Material provided:
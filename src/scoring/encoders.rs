//! Lookup tables mapping categorical labels to scalars and display strings.
//!
//! Every lookup lowercases its input and falls back to a fixed value when the
//! label is unknown; none of them can fail.

/// Weather label, encoded scalar, display description.
static WEATHER: &[(&str, f64, &str)] = &[
    ("clear", 0.1, "Clear skies"),
    ("cloudy", 0.3, "Cloudy"),
    ("rain", 0.6, "Rainy conditions"),
    ("fog", 0.7, "Foggy conditions"),
    ("snow", 0.8, "Snowy conditions"),
    ("storm", 0.9, "Stormy conditions"),
];

static CATEGORIES: &[(&str, f64)] = &[("minor delay", 0.2), ("delay", 0.5), ("congestion", 0.8)];

/// Label, latitude range, longitude range. Bounds are inclusive.
static AREAS: &[(&str, (f64, f64), (f64, f64))] = &[
    ("Chicago Area", (41.60, 42.10), (-87.95, -87.50)),
    ("New York City Area", (40.45, 40.95), (-74.30, -73.70)),
    ("London Area", (51.25, 51.75), (-0.55, 0.35)),
];

pub const UNKNOWN_SCALAR: f64 = 0.5;
pub const UNKNOWN_WEATHER: &str = "Unknown weather";

pub fn weather_scalar(label: &str) -> f64 {
    let label = label.to_lowercase();
    WEATHER
        .iter()
        .find(|(name, _, _)| *name == label)
        .map(|(_, scalar, _)| *scalar)
        .unwrap_or(UNKNOWN_SCALAR)
}

pub fn category_scalar(label: &str) -> f64 {
    let label = label.to_lowercase();
    CATEGORIES
        .iter()
        .find(|(name, _)| *name == label)
        .map(|(_, scalar)| *scalar)
        .unwrap_or(UNKNOWN_SCALAR)
}

pub fn weather_description(label: &str) -> String {
    let label = label.to_lowercase();
    WEATHER
        .iter()
        .find(|(name, _, _)| *name == label)
        .map(|(_, _, description)| *description)
        .unwrap_or(UNKNOWN_WEATHER)
        .to_string()
}

/// Names the hard-coded city area containing the point, or formats the raw
/// coordinates with four decimals.
pub fn location_description(latitude: f64, longitude: f64) -> String {
    AREAS
        .iter()
        .find(|(_, (lat_min, lat_max), (lon_min, lon_max))| {
            (*lat_min..=*lat_max).contains(&latitude) && (*lon_min..=*lon_max).contains(&longitude)
        })
        .map(|(name, _, _)| name.to_string())
        .unwrap_or_else(|| format!("({:.4}, {:.4})", latitude, longitude))
}

#[cfg(test)]
mod tests {
    use super::*;

    #[test]
    fn test_weather_lookup_is_case_insensitive() {
        assert_eq!(weather_scalar("RAIN"), 0.6);
        assert_eq!(weather_scalar("Snow"), 0.8);
        assert_eq!(weather_description("Clear"), "Clear skies");
    }

    #[test]
    fn test_unknown_labels_fall_back() {
        assert_eq!(weather_scalar("hail"), UNKNOWN_SCALAR);
        assert_eq!(category_scalar("accident"), UNKNOWN_SCALAR);
        assert_eq!(weather_description(""), "Unknown weather");
    }

    #[test]
    fn test_category_table() {
        assert_eq!(category_scalar("Minor Delay"), 0.2);
        assert_eq!(category_scalar("delay"), 0.5);
        assert_eq!(category_scalar("CONGESTION"), 0.8);
    }

    #[test]
    fn test_location_boxes() {
        assert_eq!(location_description(41.8781, -87.6298), "Chicago Area");
        assert_eq!(location_description(40.7128, -74.0060), "New York City Area");
        assert_eq!(location_description(51.5074, -0.1278), "London Area");
    }

    #[test]
    fn test_location_fallback_formats_coordinates() {
        assert_eq!(location_description(0.0, 0.0), "(0.0000, 0.0000)");
        assert_eq!(location_description(-33.86881, 151.20929), "(-33.8688, 151.2093)");
    }
}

Problem:
Each record is to be retyped exactly as written.

Exercise response:
filename src/scoring/encoders.rs
//! Lookup tables mapping categorical labels to scalars and display strings.
//!
//! Every lookup lowercases its input and falls back to a fixed value when the
//! label is unknown; none of them can fail.

/// Weather label, encoded scalar, display description.
static WEATHER: &[(&str, f64, &str)] = &[
    ("clear", 0.1, "Clear skies"),
    ("cloudy", 0.3, "Cloudy"),
    ("rain", 0.6, "Rainy conditions"),
    ("fog", 0.7, "Foggy conditions"),
    ("snow", 0.8, "Snowy conditions"),
    ("storm", 0.9, "Stormy conditions"),
];

static CATEGORIES: &[(&str, f64)] = &[("minor delay", 0.2), ("delay", 0.5), ("congestion", 0.8)];

/// Label, latitude range, longitude range. Bounds are inclusive.
static AREAS: &[(&str, (f64, f64), (f64, f64))] = &[
    ("Chicago Area", (41.60, 42.10), (-87.95, -87.50)),
    ("New York City Area", (40.45, 40.95), (-74.30, -73.70)),
    ("London Area", (51.25, 51.75), (-0.55, 0.35)),
];

pub const UNKNOWN_SCALAR: f64 = 0.5;
pub const UNKNOWN_WEATHER: &str = "Unknown weather";

pub fn weather_scalar(label: &str) -> f64 {
    let label = label.to_lowercase();
    WEATHER
        .iter()
        .find(|(name, _, _)| *name == label)
        .map(|(_, scalar, _)| *scalar)
        .unwrap_or(UNKNOWN_SCALAR)
}

pub fn category_scalar(label: &str) -> f64 {
    let label = label.to_lowercase();
    CATEGORIES
        .iter()
        .find(|(name, _)| *name == label)
        .map(|(_, scalar)| *scalar)
        .unwrap_or(UNKNOWN_SCALAR)
}

pub fn weather_description(label: &str) -> String {
    let label = label.to_lowercase();
    WEATHER
        .iter()
        .find(|(name, _, _)| *name == label)
        .map(|(_, _, description)| *description)
        .unwrap_or(UNKNOWN_WEATHER)
        .to_string()
}

/// Names the hard-coded city area containing the point, or formats the raw
/// coordinates with four decimals.
pub fn location_description(latitude: f64, longitude: f64) -> String {
    AREAS
        .iter()
        .find(|(_, (lat_min, lat_max), (lon_min, lon_max))| {
            (*lat_min..=*lat_max).contains(&latitude) && (*lon_min..=*lon_max).contains(&longitude)
        })
        .map(|(name, _, _)| name.to_string())
        .unwrap_or_else(|| format!("({:.4}, {:.4})", latitude, longitude))
}

#[cfg(test)]
mod tests {
    use super::*;

    #[test]
    fn test_weather_lookup_is_case_insensitive() {
        assert_eq!(weather_scalar("RAIN"), 0.6);
        assert_eq!(weather_scalar("Snow"), 0.8);
        assert_eq!(weather_description("Clear"), "Clear skies");
    }

    #[test]
    fn test_unknown_labels_fall_back() {
        assert_eq!(weather_scalar("hail"), UNKNOWN_SCALAR);
        assert_eq!(category_scalar("accident"), UNKNOWN_SCALAR);
        assert_eq!(weather_description(""), "Unknown weather");
    }

    #[test]
    fn test_category_table() {
        assert_eq!(category_scalar("Minor Delay"), 0.2);
        assert_eq!(category_scalar("delay"), 0.5);
        assert_eq!(category_scalar("CONGESTION"), 0.8);
    }

    #[test]
    fn test_location_boxes() {
        assert_eq!(location_description(41.8781, -87.6298), "Chicago Area");
        assert_eq!(location_description(40.7128, -74.0060), "New York City Area");
        assert_eq!(location_description(51.5074, -0.1278), "London Area");
    }

    #[test]
    fn test_location_fallback_formats_coordinates() {
        assert_eq!(location_description(0.0, 0.0), "(0.0000, 0.0000)");
        assert_eq!(location_description(-33.86881, 151.20929), "(-33.8688, 151.2093)");
    }
}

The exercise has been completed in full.